Records from a data collection:
──────

//! Transaction ledger: deterministic pricing, atomic persistence, and
//! aggregate statistics derived from the store of record.

pub mod pricing;

use chrono::{DateTime, Utc};
use metrics::histogram;
use rust_decimal::{Decimal, RoundingStrategy};
use serde::{Deserialize, Serialize};
use sqlx::PgPool;
use uuid::Uuid;

use crate::db::models::{TransactionItemRow, TransactionRow};
use crate::db::queries;
use crate::error::AppError;

pub const DEFAULT_CURRENCY: &str = "USD";

#[derive(Debug, Clone, Serialize, Deserialize)]
pub struct TransactionRequest {
    #[serde(default)]
    pub customer_id: Option<String>,
    #[serde(default)]
    pub items: Vec<ItemRequest>,
    #[serde(default)]
    pub discount_code: Option<String>,
}

#[derive(Debug, Clone, Serialize, Deserialize)]
pub struct ItemRequest {
    pub id: String,
    pub name: String,
    pub price: Decimal,
    pub quantity: i32,
    #[serde(default)]
    pub category: Option<String>,
}

#[derive(Debug, Clone, Serialize, Deserialize)]
pub struct TransactionResponse {
    pub transaction_id: Uuid,
    pub customer_id: Option<String>,
    pub items: Vec<ItemRequest>,
    pub subtotal: Decimal,
    pub discount: Decimal,
    pub tax: Decimal,
    pub total: Decimal,
    pub currency: String,
    pub created_at: DateTime<Utc>,
    pub processed_at: DateTime<Utc>,
    #[serde(skip_serializing_if = "Option::is_none")]
    pub processing_time_ms: Option<f64>,
}

#[derive(Debug, Clone, Serialize, Deserialize)]
pub struct LedgerStats {
    pub total_transactions: i64,
    pub total_revenue: Decimal,
    pub average_order_value: Decimal,
}

/// Converts a validated line-item list into priced, persisted financial
/// records. Transactions are append-only: there is no update or delete path.
#[derive(Clone)]
pub struct LedgerService {
    pool: PgPool,
}

impl LedgerService {
    pub fn new(pool: PgPool) -> Self {
        Self { pool }
    }

    /// Prices the request and persists header + line items as one atomic
    /// write. Retries are the caller's responsibility.
    pub async fn process(&self, request: TransactionRequest) -> Result<TransactionResponse, AppError> {
        let started = std::time::Instant::now();

        if request.items.is_empty() {
            return Err(AppError::Validation(
                "transaction must contain at least one item".to_string(),
            ));
        }
        if !pricing::has_billable_items(&request.items) {
            return Err(AppError::Validation(
                "transaction has no billable items".to_string(),
            ));
        }

        let breakdown = pricing::price(&request.items, request.discount_code.as_deref());

        let id = Uuid::new_v4();
        let now = Utc::now();

        let mut response = TransactionResponse {
            transaction_id: id,
            customer_id: request.customer_id.clone(),
            items: request.items.clone(),
            subtotal: breakdown.subtotal,
            discount: breakdown.discount,
            tax: breakdown.tax,
            total: breakdown.total,
            currency: DEFAULT_CURRENCY.to_string(),
            created_at: now,
            processed_at: now,
            processing_time_ms: None,
        };

        let raw_payload = serde_json::to_value(&response)?;

        // An unparsable customer reference is treated as absent, not rejected.
        let customer_id = request
            .customer_id
            .as_deref()
            .and_then(|s| Uuid::parse_str(s).ok());

        let header = TransactionRow {
            id,
            customer_id,
            subtotal: breakdown.subtotal,
            discount: breakdown.discount,
            tax: breakdown.tax,
            total: breakdown.total,
            currency: DEFAULT_CURRENCY.to_string(),
            created_at: now,
            processed_at: now,
            raw_payload: Some(raw_payload),
        };

        let items: Vec<TransactionItemRow> = request
            .items
            .iter()
            .map(|item| TransactionItemRow {
                id: Uuid::new_v4(),
                transaction_id: id,
                product_id: item.id.clone(),
                name: item.name.clone(),
                category: item.category.clone(),
                unit_price: item.price,
                quantity: item.quantity,
            })
            .collect();

        queries::insert_transaction(&self.pool, &header, &items).await?;

        let elapsed_ms = started.elapsed().as_secs_f64() * 1000.0;
        histogram!("ledger_process_duration_ms").record(elapsed_ms);
        response.processing_time_ms = Some(elapsed_ms);

        Ok(response)
    }

    pub async fn get(&self, id: Uuid) -> Result<TransactionResponse, AppError> {
        match queries::get_transaction(&self.pool, id).await? {
            Some((header, item_rows)) => {
                let items = item_rows
                    .into_iter()
                    .map(|row| ItemRequest {
                        id: row.product_id,
                        name: row.name,
                        price: row.unit_price,
                        quantity: row.quantity,
                        category: row.category,
                    })
                    .collect();

                Ok(TransactionResponse {
                    transaction_id: header.id,
                    customer_id: header.customer_id.map(|c| c.to_string()),
                    items,
                    subtotal: header.subtotal,
                    discount: header.discount,
                    tax: header.tax,
                    total: header.total,
                    currency: header.currency,
                    created_at: header.created_at,
                    processed_at: header.processed_at,
                    processing_time_ms: None,
                })
            }
            None => Err(AppError::NotFound(format!("transaction {} not found", id))),
        }
    }

    /// Aggregates are always computed from the ledger store, never from
    /// process-local counters, so they stay correct across restarts and
    /// replicas.
    pub async fn stats(&self) -> Result<LedgerStats, AppError> {
        let (count, revenue) = queries::ledger_totals(&self.pool).await?;

        let average_order_value = if count > 0 {
            (revenue / Decimal::from(count))
                .round_dp_with_strategy(2, RoundingStrategy::MidpointAwayFromZero)
        } else {
            Decimal::ZERO
        };

        Ok(LedgerStats {
            total_transactions: count,
            total_revenue: revenue,
            average_order_value,
        })
    }
}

──────

■ **ABOUT THIS TASK**: Write all of the data above again, exactly as given.

■ **EXERCISE SOLUTION**:
//! Transaction ledger: deterministic pricing, atomic persistence, and
//! aggregate statistics derived from the store of record.

pub mod pricing;

use chrono::{DateTime, Utc};
use metrics::histogram;
use rust_decimal::{Decimal, RoundingStrategy};
use serde::{Deserialize, Serialize};
use sqlx::PgPool;
use uuid::Uuid;

use crate::db::models::{TransactionItemRow, TransactionRow};
use crate::db::queries;
use crate::error::AppError;

pub const DEFAULT_CURRENCY: &str = "USD";

#[derive(Debug, Clone, Serialize, Deserialize)]
pub struct TransactionRequest {
    #[serde(default)]
    pub customer_id: Option<String>,
    #[serde(default)]
    pub items: Vec<ItemRequest>,
    #[serde(default)]
    pub discount_code: Option<String>,
}

#[derive(Debug, Clone, Serialize, Deserialize)]
pub struct ItemRequest {
    pub id: String,
    pub name: String,
    pub price: Decimal,
    pub quantity: i32,
    #[serde(default)]
    pub category: Option<String>,
}

#[derive(Debug, Clone, Serialize, Deserialize)]
pub struct TransactionResponse {
    pub transaction_id: Uuid,
    pub customer_id: Option<String>,
    pub items: Vec<ItemRequest>,
    pub subtotal: Decimal,
    pub discount: Decimal,
    pub tax: Decimal,
    pub total: Decimal,
    pub currency: String,
    pub created_at: DateTime<Utc>,
    pub processed_at: DateTime<Utc>,
    #[serde(skip_serializing_if = "Option::is_none")]
    pub processing_time_ms: Option<f64>,
}

#[derive(Debug, Clone, Serialize, Deserialize)]
pub struct LedgerStats {
    pub total_transactions: i64,
    pub total_revenue: Decimal,
    pub average_order_value: Decimal,
}

/// Converts a validated line-item list into priced, persisted financial
/// records. Transactions are append-only: there is no update or delete path.
#[derive(Clone)]
pub struct LedgerService {
    pool: PgPool,
}

impl LedgerService {
    pub fn new(pool: PgPool) -> Self {
        Self { pool }
    }

    /// Prices the request and persists header + line items as one atomic
    /// write. Retries are the caller's responsibility.
    pub async fn process(&self, request: TransactionRequest) -> Result<TransactionResponse, AppError> {
        let started = std::time::Instant::now();

        if request.items.is_empty() {
            return Err(AppError::Validation(
                "transaction must contain at least one item".to_string(),
            ));
        }
        if !pricing::has_billable_items(&request.items) {
            return Err(AppError::Validation(
                "transaction has no billable items".to_string(),
            ));
        }

        let breakdown = pricing::price(&request.items, request.discount_code.as_deref());

        let id = Uuid::new_v4();
        let now = Utc::now();

        let mut response = TransactionResponse {
            transaction_id: id,
            customer_id: request.customer_id.clone(),
            items: request.items.clone(),
            subtotal: breakdown.subtotal,
            discount: breakdown.discount,
            tax: breakdown.tax,
            total: breakdown.total,
            currency: DEFAULT_CURRENCY.to_string(),
            created_at: now,
            processed_at: now,
            processing_time_ms: None,
        };

        let raw_payload = serde_json::to_value(&response)?;

        // An unparsable customer reference is treated as absent, not rejected.
        let customer_id = request
            .customer_id
            .as_deref()
            .and_then(|s| Uuid::parse_str(s).ok());

        let header = TransactionRow {
            id,
            customer_id,
            subtotal: breakdown.subtotal,
            discount: breakdown.discount,
            tax: breakdown.tax,
            total: breakdown.total,
            currency: DEFAULT_CURRENCY.to_string(),
            created_at: now,
            processed_at: now,
            raw_payload: Some(raw_payload),
        };

        let items: Vec<TransactionItemRow> = request
            .items
            .iter()
            .map(|item| TransactionItemRow {
                id: Uuid::new_v4(),
                transaction_id: id,
                product_id: item.id.clone(),
                name: item.name.clone(),
                category: item.category.clone(),
                unit_price: item.price,
                quantity: item.quantity,
            })
            .collect();

        queries::insert_transaction(&self.pool, &header, &items).await?;

        let elapsed_ms = started.elapsed().as_secs_f64() * 1000.0;
        histogram!("ledger_process_duration_ms").record(elapsed_ms);
        response.processing_time_ms = Some(elapsed_ms);

        Ok(response)
    }

    pub async fn get(&self, id: Uuid) -> Result<TransactionResponse, AppError> {
        match queries::get_transaction(&self.pool, id).await? {
            Some((header, item_rows)) => {
                let items = item_rows
                    .into_iter()
                    .map(|row| ItemRequest {
                        id: row.product_id,
                        name: row.name,
                        price: row.unit_price,
                        quantity: row.quantity,
                        category: row.category,
                    })
                    .collect();

                Ok(TransactionResponse {
                    transaction_id: header.id,
                    customer_id: header.customer_id.map(|c| c.to_string()),
                    items,
                    subtotal: header.subtotal,
                    discount: header.discount,
                    tax: header.tax,
                    total: header.total,
                    currency: header.currency,
                    created_at: header.created_at,
                    processed_at: header.processed_at,
                    processing_time_ms: None,
                })
            }
            None => Err(AppError::NotFound(format!("transaction {} not found", id))),
        }
    }

    /// Aggregates are always computed from the ledger store, never from
    /// process-local counters, so they stay correct across restarts and
    /// replicas.
    pub async fn stats(&self) -> Result<LedgerStats, AppError> {
        let (count, revenue) = queries::ledger_totals(&self.pool).await?;

        let average_order_value = if count > 0 {
            (revenue / Decimal::from(count))
                .round_dp_with_strategy(2, RoundingStrategy::MidpointAwayFromZero)
        } else {
            Decimal::ZERO
        };

        Ok(LedgerStats {
            total_transactions: count,
            total_revenue: revenue,
            average_order_value,
        })
    }
}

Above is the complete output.